Putri yang memperhatikan semuanya menjadi tegang pun menggelengkan kepalanya.


"terima kasih atas sambutan kalian semua, tapi jangan menatap ke arah kami ya. lihatlah mereka ketakutan mereka pasti mengira kalian akan menyerang kami", ujar putri kepada para hewan melalui telepatinya.


para hewan itu pun akhirnya menyadari jika mereka membuat kesalahan hingga membuat para manusia itu ketakutan.


akhirnya mereka menurunkan pandangannya agar tidak menatap para manusia di hadapannya itu.


"tenanglah mereka hanya menyambut kita dan mereka tidak akan menyerang kita Caca Mama Mona", ocha Putri dengan lembut kepada Caca dan juga mama Mona.


"wow ini baru pertama kalinya terjadi. apa benar tadi mereka itu menyambut kita sayang" , tanya Mama Mona pada Putri.

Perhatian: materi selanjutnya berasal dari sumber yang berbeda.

//! Text documents and their annotation store.

use serde::{Deserialize, Serialize};

use crate::{
    char_slice, AttributeContainer, DocumentError, DocumentResult, Entity, Metadata, Relation,
    Segment, Span, TextAnnotation, Uid,
};

/// Annotations of a document, kept in insertion order.
#[derive(Debug, Clone, Default, PartialEq, Serialize, Deserialize)]
#[serde(transparent)]
pub struct AnnotationContainer {
    anns: Vec<TextAnnotation>,
}

impl AnnotationContainer {
    pub fn new() -> Self {
        Self::default()
    }

    /// Add an annotation.
    ///
    /// Fails if an annotation with the same uid is already present.
    pub fn add(&mut self, ann: TextAnnotation) -> DocumentResult<()> {
        if self.anns.iter().any(|a| a.uid() == ann.uid()) {
            return Err(DocumentError::DuplicateUid {
                kind: ann.kind(),
                uid: ann.uid().clone(),
            });
        }
        self.anns.push(ann);
        Ok(())
    }

    /// All annotations, filtered by label when given.
    pub fn get(&self, label: Option<&str>) -> Vec<&TextAnnotation> {
        self.anns
            .iter()
            .filter(|ann| label.map_or(true, |l| ann.label() == l))
            .collect()
    }

    pub fn get_by_id(&self, uid: &Uid) -> Option<&TextAnnotation> {
        self.anns.iter().find(|ann| ann.uid() == uid)
    }

    pub fn get_by_id_mut(&mut self, uid: &Uid) -> Option<&mut TextAnnotation> {
        self.anns.iter_mut().find(|ann| ann.uid() == uid)
    }

    /// Segments only (entities excluded), filtered by label when given.
    pub fn get_segments(&self, label: Option<&str>) -> Vec<&Segment> {
        self.anns
            .iter()
            .filter_map(|ann| match ann {
                TextAnnotation::Segment(seg) => Some(seg),
                _ => None,
            })
            .filter(|seg| label.map_or(true, |l| seg.label == l))
            .collect()
    }

    /// Entities, filtered by label when given.
    pub fn get_entities(&self, label: Option<&str>) -> Vec<&Entity> {
        self.anns
            .iter()
            .filter_map(|ann| match ann {
                TextAnnotation::Entity(ent) => Some(ent),
                _ => None,
            })
            .filter(|ent| label.map_or(true, |l| ent.label == l))
            .collect()
    }

    /// Relations, filtered by label when given.
    pub fn get_relations(&self, label: Option<&str>) -> Vec<&Relation> {
        self.anns
            .iter()
            .filter_map(|ann| match ann {
                TextAnnotation::Relation(rel) => Some(rel),
                _ => None,
            })
            .filter(|rel| label.map_or(true, |l| rel.label == l))
            .collect()
    }

    pub fn iter(&self) -> impl Iterator<Item = &TextAnnotation> {
        self.anns.iter()
    }

    pub fn len(&self) -> usize {
        self.anns.len()
    }

    pub fn is_empty(&self) -> bool {
        self.anns.is_empty()
    }
}

/// A text with its metadata, document-level attributes and annotations.
#[derive(Clone, PartialEq, Serialize, Deserialize)]
pub struct TextDocument {
    pub uid: Uid,
    text: String,
    #[serde(default)]
    pub metadata: Metadata,
    #[serde(default)]
    pub attrs: AttributeContainer,
    #[serde(default)]
    pub anns: AnnotationContainer,
}

impl std::fmt::Debug for TextDocument {
    fn fmt(&self, f: &mut std::fmt::Formatter<'_>) -> std::fmt::Result {
        f.debug_struct("TextDocument")
            .field("uid", &self.uid)
            .field("text_len", &self.text_len())
            .field("attr_count", &self.attrs.len())
            .field("ann_count", &self.anns.len())
            .finish()
    }
}

impl TextDocument {
    pub fn new(text: impl Into<String>) -> Self {
        Self {
            uid: Uid::generate(),
            text: text.into(),
            metadata: Metadata::new(),
            attrs: AttributeContainer::new(),
            anns: AnnotationContainer::new(),
        }
    }

    pub fn with_metadata(mut self, metadata: Metadata) -> Self {
        self.metadata = metadata;
        self
    }

    /// Add several annotations, stopping at the first duplicate uid.
    pub fn with_anns(mut self, anns: impl IntoIterator<Item = TextAnnotation>) -> DocumentResult<Self> {
        for ann in anns {
            self.anns.add(ann)?;
        }
        Ok(self)
    }

    pub fn text(&self) -> &str {
        &self.text
    }

    /// Length of the text in chars.
    pub fn text_len(&self) -> usize {
        self.text.chars().count()
    }

    /// Text covered by `span`.
    pub fn slice_text(&self, span: Span) -> DocumentResult<&str> {
        char_slice(&self.text, span.start, span.end).ok_or(DocumentError::SpanOutOfBounds {
            span,
            text_len: self.text_len(),
        })
    }

    /// Serialize to a RON string.
    pub fn to_ron_string(&self) -> DocumentResult<String> {
        let config = ron::ser::PrettyConfig::new()
            .depth_limit(8)
            .separate_tuple_members(true)
            .enumerate_arrays(false);
        ron::ser::to_string_pretty(self, config).map_err(|e| DocumentError::Serialization {
            message: e.to_string(),
        })
    }

    /// Deserialize from a RON string.
    pub fn from_ron_string(s: &str) -> DocumentResult<Self> {
        ron::from_str(s).map_err(|e| DocumentError::Serialization {
            message: e.to_string(),
        })
    }
}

"iya ma jadi tidak perlu takut",


" sepertinya kamu memahami hewan-hewan itu ya", ujar Mama Mona kembali.


setelah itu pun Putri mulai mendekati setiap kandang dan berbicara kepada para hewan itu serta mengajak mereka bermain. bahkan Putri dengan beraninya memasuki kandang itu tanpa ada pengawal yang menemaninya.


lagi-lagi orang-orang dibuat terkejut dan hampir jantungan karena Putri berani memasuki kandang itu.


sedangkan cacah dan Mama Mona hanya berani menatap dari kejauhan.


"sungguh sekarang kau sangat berbeda Putri, dan Mama sangat suka dengan perubahanmu ini", ujar Mama Mona tersenyum menatap Putri yang sedang bermain dengan para singa.


saat mereka sedang asyik menatap Putri tiba-tiba Alex masuk ke dalam kebun binatang itu.


Alex yang melihat Putri sedang bermain pada para Singapore terkejut dia langsung lari menghampiri kandang singa itu. dia takut jika Putri diserang oleh para peliharaannya.


"Putri apa yang kau lakukan di dalam cepat keluar" , ujar alex dengan nada kekhawatirannya. dia takut hewan-hewan itu menyerang Putri. karena hanya dia dan para pawang dari hewan itu yang berani menyentuh peliharaannya.


mendengar teriakan Alex yang begitu kencang semua orang menatap kepada Alex yang sedang berlari.

__ADS_1


bahkan Putri yang terbaring sambil bergurau dengan para singa itu pun terbengong karena teriakan Alex.